Over the years, several BWHBC members also published single-topic books:
- Ourselves and Our Children (1978)
- Ourselves, Growing Older: Women Aging with Knowledge and Power (1987)
- Changing Bodies, Changing Lives: A Book For Teens on Sex and Relationships (1980, 1988, 1998)
- Our Bodies, Ourselves: Menopause (2006)
- Our Bodies, Ourselves: Pregnancy and Birth (2008)
The founders of the BWHBC wrote the afterword to Trans Bodies, Trans Selves, a 2014 book by and for trans people that was modeled on Our Bodies, Ourselves.

==Politics==
Written during a moment of political activism in Boston's history, Women and Their Bodies came out of the Bread and Roses collective, a radical women's liberation group formed in 1969. Although Bread and Roses was short-lived, some of the projects it spawned, such as OBOS, had a lasting impact.

The radical roots of the BWHBC, and the influence of second-wave feminism, are evident in the overt political messaging found in the first editions. The opening essay was called "Women, Medicine and Capitalism", and drew a connection between the economic system and the quality of women's health. In a section on how to navigate the American health care system, there were subsections titled "The Capitalist Theory of Disease Causation", "The Power and Role of Male Doctors", and "The Profit Motive in Health Care". Historian Linda Gordon alleges that OBOS "would have been inconceivable without the civil rights/new left/feminist context. It included a left-wing critique of medicine in a corporate economy".

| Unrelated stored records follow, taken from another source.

use async_trait::async_trait;

use crate::data::{repository, Database};
use crate::error::AppError;
use crate::models::folder_node::FolderNode;

/// Tree of folders and links that the taxonomy engine reads and reshapes.
#[async_trait]
pub trait BookmarkStore: Send + Sync {
    async fn create_folder(&self, parent_id: &str, title: &str) -> Result<String, AppError>;

    async fn create_link(&self, parent_id: &str, title: &str, url: &str)
        -> Result<String, AppError>;

    async fn move_node(&self, id: &str, new_parent_id: &str) -> Result<(), AppError>;

    /// Direct children of `id`. Returned nodes are shallow.
    async fn list_children(&self, id: &str) -> Result<Vec<FolderNode>, AppError>;

    /// Fails if the node still has children.
    async fn delete_node(&self, id: &str) -> Result<(), AppError>;

    async fn get_full_tree(&self) -> Result<FolderNode, AppError>;
}

pub struct SqliteBookmarkStore {
    db: Database,
}

impl SqliteBookmarkStore {
    pub fn new(db: Database) -> Self {
        Self { db }
    }
}

#[async_trait]
impl BookmarkStore for SqliteBookmarkStore {
    async fn create_folder(&self, parent_id: &str, title: &str) -> Result<String, AppError> {
        let conn = self.db.lock()?;
        repository::insert_node(&conn, parent_id, title, None)
    }

    async fn create_link(
        &self,
        parent_id: &str,
        title: &str,
        url: &str,
    ) -> Result<String, AppError> {
        let conn = self.db.lock()?;
        repository::insert_node(&conn, parent_id, title, Some(url))
    }

    async fn move_node(&self, id: &str, new_parent_id: &str) -> Result<(), AppError> {
        let conn = self.db.lock()?;
        repository::move_node(&conn, id, new_parent_id)
    }

    async fn list_children(&self, id: &str) -> Result<Vec<FolderNode>, AppError> {
        let conn = self.db.lock()?;
        repository::list_children(&conn, id)
    }

    async fn delete_node(&self, id: &str) -> Result<(), AppError> {
        let conn = self.db.lock()?;
        repository::delete_node(&conn, id)
    }

    async fn get_full_tree(&self) -> Result<FolderNode, AppError> {
        let conn = self.db.lock()?;
        repository::load_tree(&conn)
    }
}

#[cfg(test)]
mod tests {
    use super::*;
    use crate::models::folder_node::{MENU_ID, ROOT_ID};

    #[tokio::test]
    async fn sqlite_store_round_trips_through_trait() {
        let store = SqliteBookmarkStore::new(Database::open_in_memory().unwrap());
        let folder = store.create_folder(MENU_ID, "Reading").await.unwrap();
        let link = store
            .create_link(&folder, "Blog", "https://blog.example")
            .await
            .unwrap();

        let children = store.list_children(&folder).await.unwrap();
        assert_eq!(children.len(), 1);
        assert!(children[0].is_link());

        store.move_node(&link, MENU_ID).await.unwrap();
        store.delete_node(&folder).await.unwrap();

        let tree = store.get_full_tree().await.unwrap();
        assert_eq!(tree.id, ROOT_ID);
        assert!(tree.find(&folder).is_none());
        assert!(tree.find(&link).is_some());
    }
}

Laura Barton adds that it was not just the subjects broached which made OBOS a radical text; it was also "the fact that it was written by women for women. In so doing, it challenged the power and role of the largely male medical profession." The experiences of women were quoted throughout, while the social and political context of women's health informed the content of the book. The authors emphasized empowerment through learning and information, specifically, information gained through women sharing their personal narratives with each other because "by sharing our responses we can develop a base on which to be critical of what the experts tell us."

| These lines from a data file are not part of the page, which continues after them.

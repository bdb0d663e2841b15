use serde::{Deserialize, Serialize};

/// The true root of the bookmark hierarchy. Every other node descends from it.
pub const ROOT_ID: &str = "root________";
/// Default container that classified folders are created under.
pub const MENU_ID: &str = "menu________";
pub const TOOLBAR_ID: &str = "toolbar_____";
pub const UNFILED_ID: &str = "unfiled_____";
pub const MOBILE_ID: &str = "mobile______";

/// Containers predefined by the host environment. Never deleted, never moved.
pub const SYSTEM_ROOTS: &[&str] = &[ROOT_ID, MENU_ID, TOOLBAR_ID, UNFILED_ID, MOBILE_ID];

pub fn is_system_root(id: &str) -> bool {
    SYSTEM_ROOTS.contains(&id)
}

#[derive(Debug, Clone, PartialEq, Eq, Serialize, Deserialize)]
#[serde(rename_all = "camelCase")]
pub struct FolderNode {
    pub id: String,
    pub title: String,
    pub parent_id: Option<String>,
    /// Target address; present iff this node is a link.
    #[serde(default, skip_serializing_if = "Option::is_none")]
    pub url: Option<String>,
    #[serde(default, skip_serializing_if = "Vec::is_empty")]
    pub children: Vec<FolderNode>,
}

impl FolderNode {
    pub fn is_link(&self) -> bool {
        self.url.is_some()
    }

    pub fn is_folder(&self) -> bool {
        !self.is_link()
    }

    pub fn find(&self, id: &str) -> Option<&FolderNode> {
        if self.id == id {
            return Some(self);
        }
        self.children.iter().find_map(|child| child.find(id))
    }

    /// All link nodes in the subtree, depth-first in child order.
    pub fn links(&self) -> Vec<&FolderNode> {
        let mut out = Vec::new();
        let mut stack = vec![self];
        while let Some(node) = stack.pop() {
            if node.is_link() {
                out.push(node);
                continue;
            }
            stack.extend(node.children.iter().rev());
        }
        out
    }

    /// `/`-joined title paths of every folder below this node, parents before children.
    pub fn folder_paths(&self) -> Vec<String> {
        let mut out = Vec::new();
        collect_paths(self, "", &mut out);
        out
    }
}

fn collect_paths(node: &FolderNode, prefix: &str, out: &mut Vec<String>) {
    for child in node.children.iter().filter(|c| c.is_folder()) {
        let title = child.title.trim_matches('/');
        let path = if prefix.is_empty() {
            title.to_string()
        } else {
            format!("{prefix}/{title}")
        };
        out.push(path.clone());
        collect_paths(child, &path, out);
    }
}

The later OBOS editions joined in the battle for reproductive justice, argued for women's bodily autonomy and the right to have children or not have children. But as the book evolved, the political stridency was toned down, a change that Elizabeth Gumport viewed with regret in a 2018 New York Times essay: "[S]omething of the soul of those early editions had been lost. In this most recent, and ultimately final, edition, the politics of women's health was not elided, but it had been consolidated into its own section, toward the back of the book."

==Style and tone==
From the beginning, OBOS was written in an inclusive, non-judgmental style. It addressed readers as companions ("While we work to change..."), and used plain language to demystify medical knowledge. The tone throughout "was informal and warm – the voice of a trusted but authoritative friend. It quickly earned a reputation as a book to be passed from mother to daughter."

The BWHBC writers sometimes referred to their authorial voice as "OBOS style". When they attempted to define it as an aid for book translators, the style was summarized in five principles:
1. no rhetoric
2. use we
3. give choices
4. non-directive—never say this is the way
5. respect that the person reading it can make the choice herself.

==In the media==
In the 1988 pilot episode of The Wonder Years, Kevin Arnold swipes a copy of Our Bodies, Ourselves from his older sister Karen. He and his friend Paul Pfeiffer then flip through the book to "prepare" themselves for junior high school.

The 2014 documentary film She's Beautiful When She's Angry covers the women's liberation movement from 1966 to 1971. The film features members of the original Boston Women's Health Book Collective who discuss Our Bodies, Ourselves.

In November 2020, the BBC World Service aired a podcast, as part of its "Witness History" series, on the writing of Our Bodies, Ourselves.